Abusing Windows Services for Persistence: Lotus Blossom's Sagerunex Backdoor
Abusing Windows services is a very common persistence technique. Usually adversaries just create a new service, but in some cases they may also modify existing services! Let's look at such example.
Cisco Talos presented a report on an espionage activity cluster they track as Lotus Blossom. The threat actors leverage reg.exe to modify registry keys related to services and enable persistence of Sagerunex backdoor: reg add HKLM\SYSTEM\CurrentControlSet\Services\tapisrv\Parameters /v ServiceDll /t REG_EXPAND_SZ /d c:\windows\tapisrv.dll /f
They operate a multi-phased attack chain beginning with Reconnaissance, whereby they collect intelligence on their targets, mostly within the government, manufacturing, telecommunications, and media domains in Southeast Asia.
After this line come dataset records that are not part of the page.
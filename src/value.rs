//! The value model (spec.md §4.8).
//!
//! `ValueFactory::from_resolved` is the one function spec.md §7 marks "fatal
//! per-call" on an unrecognized kind; in this implementation `Literal` is the
//! universal fallback so that path is unreachable, matching the narrative
//! that it "indicates a parser/engine mismatch" rather than ordinary input.

use crate::color;

/// A classified CSS value, tagged per spec.md §3.
#[derive(Debug, Clone, PartialEq)]
pub enum Value {
  Literal(String),
  ListLiteral(Vec<String>),
  Function { name: String, args: Vec<String> },
  Url(String),
}

/// Builds a [`Value`] from a declaration's raw, already-`!important`-stripped
/// text.
pub struct ValueFactory;

impl ValueFactory {
  pub fn from_resolved(raw: &str) -> Value {
    let raw = raw.trim();

    if let Some(items) = split_top_level_commas(raw) {
      return Value::ListLiteral(items.into_iter().map(|s| s.trim().to_string()).collect());
    }

    if let Some((name, args)) = function_call(raw) {
      if name.eq_ignore_ascii_case("url") {
        return Value::Url(args.into_iter().next().unwrap_or_default());
      }
      return Value::Function { name, args };
    }

    Value::Literal(raw.to_string())
  }
}

/// Splits `raw` on top-level commas (outside parens/brackets/quotes) and
/// returns `Some` only when there is more than one element, so a lone
/// trailing comma or a comma inside a function call does not force a list.
fn split_top_level_commas(raw: &str) -> Option<Vec<&str>> {
  let bytes = raw.as_bytes();
  let mut parts = Vec::new();
  let mut depth = 0i32;
  let mut start = 0usize;
  let mut quote: Option<u8> = None;
  for (i, &c) in bytes.iter().enumerate() {
    if let Some(q) = quote {
      if c == q {
        quote = None;
      }
      continue;
    }
    match c {
      b'"' | b'\'' => quote = Some(c),
      b'(' | b'[' => depth += 1,
      b')' | b']' => depth -= 1,
      b',' if depth == 0 => {
        parts.push(&raw[start..i]);
        start = i + 1;
      }
      _ => {}
    }
  }
  parts.push(&raw[start..]);
  if parts.len() > 1 {
    Some(parts)
  } else {
    None
  }
}

/// Recognizes `name(args)` where `args` is a comma-separated argument list,
/// and the whole string is exactly that call (nothing trailing).
fn function_call(raw: &str) -> Option<(String, Vec<String>)> {
  let open = raw.find('(')?;
  if !raw.ends_with(')') {
    return None;
  }
  let name = &raw[..open];
  if name.is_empty() || !name.chars().all(|c| c.is_alphanumeric() || c == '-' || c == '_') {
    return None;
  }
  let inner = &raw[open + 1..raw.len() - 1];
  let args = split_top_level_commas(inner)
    .unwrap_or_else(|| vec![inner])
    .into_iter()
    .map(|s| s.trim().to_string())
    .collect();
  Some((name.to_string(), args))
}

/// Strips wrapping single/double quotes and converts inner single-quotes to
/// double-quotes, per spec.md §4.8's Literal string normalization.
fn normalize_string(s: &str) -> String {
  let unwrapped = if s.len() >= 2 {
    let bytes = s.as_bytes();
    let first = bytes[0];
    let last = bytes[bytes.len() - 1];
    if (first == b'"' || first == b'\'') && first == last {
      &s[1..s.len() - 1]
    } else {
      s
    }
  } else {
    s
  };
  unwrapped.replace('\'', "\"")
}

/// Normalizes a `url(...)` argument: strips quotes and a leading `./`.
fn normalize_url(s: &str) -> String {
  let unwrapped = normalize_string(s.trim());
  unwrapped.strip_prefix("./").unwrap_or(&unwrapped).to_string()
}

impl Value {
  /// Structural equality per spec.md §4.8. `important` is intentionally not
  /// a parameter here — it belongs to the binding, not the value (enforced
  /// by callers comparing both fields, see `crate::property`).
  pub fn values_equal(a: &Value, b: &Value) -> bool {
    match (a, b) {
      (Value::Literal(x), Value::Literal(y)) => literals_equal(x, y),
      (Value::ListLiteral(xs), Value::ListLiteral(ys)) => {
        xs.len() == ys.len() && xs.iter().zip(ys.iter()).all(|(x, y)| literals_equal(x, y))
      }
      (Value::Function { name: nx, args: xs }, Value::Function { name: ny, args: ys }) => {
        if color::is_color_function_name(nx) && color::is_color_function_name(ny) {
          let cx = color::parse_color(&format!("{}({})", nx, xs.join(",")));
          let cy = color::parse_color(&format!("{}({})", ny, ys.join(",")));
          match (cx, cy) {
            (Some(cx), Some(cy)) => cx == cy,
            _ => false,
          }
        } else {
          xs.len() == ys.len() && xs.iter().zip(ys.iter()).all(|(x, y)| literals_equal(x, y))
        }
      }
      (Value::Url(x), Value::Url(y)) => normalize_url(x) == normalize_url(y),
      (Value::Literal(x), Value::Function { name, args }) | (Value::Function { name, args }, Value::Literal(x)) => {
        color::is_color_like(x)
          && color::is_color_function_name(name)
          && color::parse_color(x) == color::parse_color(&format!("{}({})", name, args.join(",")))
      }
      _ => false,
    }
  }
}

fn literals_equal(a: &str, b: &str) -> bool {
  if color::is_color_like(a) && color::is_color_like(b) {
    return color::parse_color(a) == color::parse_color(b);
  }
  normalize_string(a) == normalize_string(b)
}

#[cfg(test)]
mod tests {
  use super::*;

  #[test]
  fn literal_color_equivalence() {
    let a = ValueFactory::from_resolved("red");
    let b = ValueFactory::from_resolved("#ff0000");
    assert!(Value::values_equal(&a, &b));
  }

  #[test]
  fn list_literal_pairwise_equal() {
    let a = ValueFactory::from_resolved("1px, red");
    let b = ValueFactory::from_resolved("1px, #ff0000");
    assert!(Value::values_equal(&a, &b));
  }

  #[test]
  fn literal_and_function_color_equivalence() {
    let a = ValueFactory::from_resolved("red");
    let b = ValueFactory::from_resolved("rgb(255,0,0)");
    assert!(Value::values_equal(&a, &b));
    assert!(Value::values_equal(&b, &a));

    let c = ValueFactory::from_resolved("#ff0000");
    let d = ValueFactory::from_resolved("hsl(0,100%,50%)");
    assert!(Value::values_equal(&c, &d));
  }

  #[test]
  fn function_color_equivalence() {
    let a = ValueFactory::from_resolved("rgb(255,0,0)");
    let b = ValueFactory::from_resolved("hsl(0,100%,50%)");
    assert!(Value::values_equal(&a, &b));
  }

  #[test]
  fn function_non_color_arity_and_args() {
    let a = ValueFactory::from_resolved("calc(1px + 2px)");
    let b = ValueFactory::from_resolved("calc(1px + 2px)");
    assert!(Value::values_equal(&a, &b));

    let c = ValueFactory::from_resolved("calc(1px + 3px)");
    assert!(!Value::values_equal(&a, &c));
  }

  #[test]
  fn url_normalization() {
    let a = ValueFactory::from_resolved("url(\"./a.png\")");
    let b = ValueFactory::from_resolved("url('a.png')");
    let c = ValueFactory::from_resolved("url(a.png)");
    assert!(Value::values_equal(&a, &b));
    assert!(Value::values_equal(&b, &c));
  }

  #[test]
  fn quote_normalization() {
    let a = ValueFactory::from_resolved("'Helvetica Neue'");
    let b = ValueFactory::from_resolved("\"Helvetica Neue\"");
    assert!(Value::values_equal(&a, &b));
  }
}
They then engage in Weaponization by developing malicious payloads, for instance, the Sagerunex backdoor, which is a DLL-based Remote Access Trojan (RAT). Delivery then comes into play where they send the payload to target systems via phishing emails or other social engineering methods. Exploitation is when the exploit is triggered on the target system to allow the attackers to gain the first level of access. Installation involves the Sagerunex backdoor being installed on the target system, usually achieving persistence through system registry changes and making it run as a service. Command and Control (C2) is maintained through both classic C2 servers and legitimate third-party cloud services such as Dropbox, Twitter, and Zimbra to avoid being detected. Lastly, Actions on Objectives encompass long-term network penetration, sensitive information exfiltration, and persistent monitoring of high-value targets.
reg add HKLM\SYSTEM\CurrentControlSet\Services\tapisrv /v Start /t REG_DWORD /d 2 /f
Depending on your telemetry, you can also search for "ServiceDll" value modification events as well!